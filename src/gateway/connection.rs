// One authenticated upstream socket per configured gateway. Owns the
// challenge/connect handshake, request correlation, event fan-out and the
// reconnect ladder.
use crate::gateway::{
    backoff_delay_ms, build_connect_params, build_request_frame, ChatEventPayload,
    ConnectionState, GatewaySnapshot, UpstreamError, UpstreamFrame, CHALLENGE_TIMEOUT_MS,
    DIAL_TIMEOUT_MS, EVENT_CONNECTED, EVENT_CONNECT_CHALLENGE, EVENT_DISCONNECTED,
    EVENT_RECONNECT_FAILED, RECONNECT_MAX_ATTEMPTS, REQUEST_TIMEOUT_MS,
};
use crate::storage::GatewayAuthRecord;
use anyhow::{anyhow, Result};
use chrono::Utc;
use futures::{SinkExt, StreamExt};
use serde_json::{json, Value};
use std::collections::HashMap;
use std::fmt;
use std::sync::atomic::{AtomicBool, AtomicU32, AtomicU64, Ordering};
use std::sync::Arc;
use tokio::sync::{broadcast, mpsc, oneshot, Mutex};
use tokio::time::{timeout, timeout_at, Duration, Instant};
use tokio_tungstenite::connect_async;
use tokio_tungstenite::tungstenite::Message;
use tracing::{debug, info, warn};
use uuid::Uuid;

const EVENT_CHANNEL_CAPACITY: usize = 256;
const OUTBOUND_QUEUE_SIZE: usize = 64;

/// Typed failure for upstream requests, surfaced to routers and REST.
#[derive(Debug, Clone, PartialEq, Eq)]
pub enum RequestError {
    NotConnected,
    Timeout,
    ConnectionLost,
    Upstream(String),
}

impl fmt::Display for RequestError {
    fn fmt(&self, f: &mut fmt::Formatter<'_>) -> fmt::Result {
        match self {
            Self::NotConnected => write!(f, "gateway not connected"),
            Self::Timeout => write!(f, "request timed out"),
            Self::ConnectionLost => write!(f, "gateway connection lost"),
            Self::Upstream(message) => write!(f, "{message}"),
        }
    }
}

impl std::error::Error for RequestError {}

#[derive(Debug, Clone)]
pub struct GatewayEvent {
    pub event: String,
    pub payload: Value,
}

impl GatewayEvent {
    pub fn chat_payload(&self) -> Option<ChatEventPayload> {
        serde_json::from_value(self.payload.clone()).ok()
    }
}

type PendingSlot = oneshot::Sender<std::result::Result<Value, RequestError>>;

pub struct GatewayConnection {
    gateway_id: String,
    url: String,
    auth: GatewayAuthRecord,
    instance_id: String,
    state: parking_lot::RwLock<ConnectionState>,
    connected: AtomicBool,
    reconnect_enabled: AtomicBool,
    running: AtomicBool,
    attempts: AtomicU32,
    request_seq: AtomicU64,
    out_tx: parking_lot::Mutex<Option<mpsc::Sender<Message>>>,
    pending: Mutex<HashMap<String, PendingSlot>>,
    snapshot: parking_lot::RwLock<GatewaySnapshot>,
    events_tx: broadcast::Sender<GatewayEvent>,
    named_tx: parking_lot::Mutex<HashMap<String, broadcast::Sender<GatewayEvent>>>,
    reasoning_prefs: parking_lot::Mutex<HashMap<String, bool>>,
}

■ Task to carry out ■
Wherever the string "derive" appears in a line above, copy that line.

■ Solution to this task ■
#[derive(Debug, Clone, PartialEq, Eq)]
#[derive(Debug, Clone)]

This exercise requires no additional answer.